BGH IV ZR 91/09

Juli 1, 2016

BGH IV ZR 91/09

Urteil vom 27. 1. 2010

Auslegung einer Zuwendung „im Wege vorweggenommener Erbfolge unentgeltlich“

RA und Notar Krau

Der Bundesgerichtshof (BGH) hatte in seinem Urteil vom 27. Januar 2010 die Frage zu klären, wie eine Zuwendung

„im Wege vorweggenommener Erbfolge unentgeltlich“

bei der Berechnung von Pflichtteilsansprüchen zu berücksichtigen ist.

Der Fall:

Ein Sohn (Kläger) hatte von seiner Mutter (Erblasserin) im Jahr 1982 einen Großhandelsbetrieb

„im Wege der vorweggenommenen Erbfolge unentgeltlich“

übertragen bekommen.

BGH IV ZR 91/09

Nach dem Tod der Mutter im Jahr 2005 machte der Sohn Pflichtteilsansprüche gegen seine Schwester und deren Kinder (Beklagte) geltend.

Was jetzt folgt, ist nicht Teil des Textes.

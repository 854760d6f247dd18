use mongodb::error::Error as MongoError;
use thiserror::Error;
use uuid::Uuid;

pub type MongoResult<T> = std::result::Result<T, MongoDaoError>;

/// Failures of the MongoDB backend.
#[derive(Debug, Error)]
pub enum MongoDaoError {
    /// Connection string rejected by the driver.
    #[error("failed to parse MongoDB connection URI `{uri}`")]
    InvalidUri {
        /// Offending URI.
        uri: String,
        /// Driver error.
        #[source]
        source: MongoError,
    },
    /// Driver refused the parsed options.
    #[error("failed to build MongoDB client from options")]
    ClientConstruction {
        /// Driver error.
        #[source]
        source: MongoError,
    },
    /// Server never answered while connecting.
    #[error("MongoDB ping failed during initial connection after {attempts} attempt(s)")]
    InitialPing {
        /// Attempts made before giving up.
        attempts: u32,
        /// Driver error.
        #[source]
        source: MongoError,
    },
    /// Periodic ping failed.
    #[error("MongoDB ping health check failed")]
    HealthPing {
        /// Driver error.
        #[source]
        source: MongoError,
    },
    /// Index creation failed at startup.
    #[error("failed to ensure index `{index}` on collection `{collection}`")]
    EnsureIndex {
        /// Target collection.
        collection: &'static str,
        /// Index name.
        index: &'static str,
        /// Driver error.
        #[source]
        source: MongoError,
    },
    /// Upsert of an account document failed.
    #[error("failed to save account `{id}`")]
    SaveAccount {
        /// Account concerned.
        id: Uuid,
        /// Driver error.
        #[source]
        source: MongoError,
    },
    /// Lookup by id failed.
    #[error("failed to load account `{id}`")]
    LoadAccount {
        /// Account concerned.
        id: Uuid,
        /// Driver error.
        #[source]
        source: MongoError,
    },
    /// Lookup by email failed.
    #[error("failed to look up account by email")]
    LoadAccountByEmail {
        /// Driver error.
        #[source]
        source: MongoError,
    },
    /// Deletion failed.
    #[error("failed to delete account `{id}`")]
    DeleteAccount {
        /// Account concerned.
        id: Uuid,
        /// Driver error.
        #[source]
        source: MongoError,
    },
    /// Stored `_id` is not a UUID.
    #[error("stored account id `{raw}` is not a valid UUID")]
    InvalidAccountId {
        /// Raw stored value.
        raw: String,
        /// Parse error.
        #[source]
        source: uuid::Error,
    },
}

Die Beklagten waren der Ansicht, dass dem Kläger aufgrund der Betriebsübertragung keine Pflichtteilsansprüche mehr zustünden.

Die Entscheidung des BGH:

Der BGH hob das Urteil des Oberlandesgerichts auf und verwies die Sache zur neuen Verhandlung zurück.

Begründung:

Der BGH stellte fest, dass die Formulierung

„im Wege vorweggenommener Erbfolge unentgeltlich“

nicht eindeutig ist und daher durch Auslegung ermittelt werden muss, ob der Erblasser damit eine Ausgleichung, eine Anrechnung oder eine Kombination von beidem anordnen wollte.

BGH IV ZR 91/09

  • Ausgleichung: Bei einer Ausgleichung wird der Wert der Zuwendung vom Erbteil abgezogen und erst von diesem so ermittelten Betrag der Pflichtteil berechnet.
  • Anrechnung: Bei einer Anrechnung wird der Pflichtteil zunächst selbst berechnet und dann von diesem Pflichtteil der Wert der Zuwendung abgezogen.

Welche dieser Regelungen zur Anwendung kommt, hängt vom Willen des Erblassers ab.

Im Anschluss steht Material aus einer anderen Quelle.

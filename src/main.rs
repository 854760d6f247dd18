//! Spotiquiz Back binary entrypoint wiring the REST layer, Spotify client and account storage.

use std::{env, net::SocketAddr, sync::Arc};

use anyhow::Context;
use axum::Router;
use tokio::net::TcpListener;
use tower_http::{cors::CorsLayer, trace::TraceLayer};
use tracing::{info, warn};
use tracing_subscriber::{layer::SubscriberExt, util::SubscriberInitExt};

use spotiquiz_back::{
    config::{AppConfig, StorageBackend},
    routes,
    services::storage_supervisor,
    spotify::HttpSpotifyClient,
    state::{AppState, SharedState},
};

#[tokio::main]
async fn main() -> anyhow::Result<()> {
    init_tracing();

    let config = AppConfig::load().context("loading configuration")?;
    let backend = StorageBackend::from_env().context("selecting storage backend")?;
    let spotify = HttpSpotifyClient::new(&config.spotify, config.credentials.clone())
        .context("building spotify client")?;

    let app_state = AppState::new(config, Arc::new(spotify));

    spawn_storage_supervisor(app_state.clone(), backend);
    // Build the HTTP router once the shared state is ready.
    let app = build_router(app_state);

    let port = env::var("PORT")
        .or_else(|_| env::var("SERVER_PORT"))
        .ok()
        .and_then(|value| value.parse::<u16>().ok())
        .unwrap_or(8080);

    let addr = SocketAddr::from(([0, 0, 0, 0], port));
    info!(%addr, ?backend, "starting server");

    let listener = TcpListener::bind(addr).await.context("binding server")?;
    let service = app.into_make_service();
    axum::serve(listener, service)
        .with_graceful_shutdown(shutdown_signal())
        .await
        .context("serving axum")?;

    Ok(())
}

/// Start the background task that connects the selected account store and
/// toggles degraded mode when connectivity changes.
fn spawn_storage_supervisor(state: SharedState, backend: StorageBackend) {
    match backend {
        #[cfg(feature = "mongo-store")]
        StorageBackend::Mongo => {
            use spotiquiz_back::dao::account_store::{
                AccountStore,
                mongodb::{MongoAccountStore, MongoConfig},
            };

            let uri = env::var("MONGO_URI").unwrap_or_else(|_| "mongodb://localhost:27017".into());
            let db_name = env::var("MONGO_DB").ok();

            tokio::spawn(storage_supervisor::run(state, move || {
                let uri = uri.clone();
                let db_name = db_name.clone();
                async move {
                    let config = MongoConfig::from_uri(&uri, db_name.as_deref()).await?;
                    let store = MongoAccountStore::connect(config).await?;
                    Ok(Arc::new(store) as Arc<dyn AccountStore>)
                }
            }));
        }
        #[allow(unreachable_patterns)]
        other => {
            warn!(backend = ?other, "storage backend not compiled in; staying in degraded mode");
        }
    }
}

/// Build the top-level router and attach cross-cutting middleware layers.
fn build_router(state: SharedState) -> Router<()> {
    routes::router(state)
        .layer(CorsLayer::permissive())
        .layer(TraceLayer::new_for_http())
}

/// Configure tracing subscribers so logs include spans by default.
fn init_tracing() {
    let env_filter = tracing_subscriber::EnvFilter::try_from_default_env()
        .unwrap_or_else(|_| "info,tower_http=debug".into());
    tracing_subscriber::registry()
        .with(env_filter)
        .with(tracing_subscriber::fmt::layer())
        .init();
}

/// Wait for Ctrl+C or SIGTERM and shut the server down gracefully.
async fn shutdown_signal() {
    #[cfg(unix)]
    {
        use tokio::signal::unix::{SignalKind, signal};

        match signal(SignalKind::terminate()) {
            Ok(mut term) => {
                tokio::select! {
                    _ = tokio::signal::ctrl_c() => {},
                    _ = term.recv() => {},
                }
            }
            Err(err) => {
                warn!(error = %err, "failed to install SIGTERM handler; waiting for Ctrl+C only");
                let _ = tokio::signal::ctrl_c().await;
            }
        }
    }

    #[cfg(not(unix))]
    {
        let _ = tokio::signal::ctrl_c().await;
    }
}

Ausschlaggebend ist, ob der Erblasser mit der Zuwendung zugleich eine Enterbung des Empfängers mit bloßer Pflichtteilsberechtigung beabsichtigte (Anrechnung)

oder ob der Empfänger lediglich zeitlich vorgezogen bedacht werden sollte (Ausgleichung).

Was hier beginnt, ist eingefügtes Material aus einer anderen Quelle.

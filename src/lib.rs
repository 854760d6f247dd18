//! Library crate for spotiquiz-back, exposing modules for binaries and integration tests.

/// Client-side helpers for the `/spotify` routes.
pub mod client;
/// Application configuration.
pub mod config;
/// Persistence layer.
pub mod dao;
/// Wire payloads.
pub mod dto;
/// Service and HTTP error types.
pub mod error;
/// HTTP routes.
pub mod routes;
/// Business logic.
pub mod services;
/// Spotify accounts service and Web API client.
pub mod spotify;
/// Shared application state.
pub mod state;

#[cfg(test)]
mod test_support;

Der BGH kritisierte, dass das Oberlandesgericht ohne weitere Prüfung von einer Ausgleichung ausgegangen war.

Es hätte den Willen der Erblasserin ermitteln müssen, wozu eine Gesamtbewertung aller relevanten Umstände erforderlich ist.

Darlegungs- und Beweislast:

BGH IV ZR 91/09

Der BGH stellte klar, dass die Erben die Beweislast für eine pflichtteilsmindernde Anrechnungsbestimmung tragen.

Im vorliegenden Fall hatten die Beklagten zum Wert des Unternehmens ausreichend vorgetragen.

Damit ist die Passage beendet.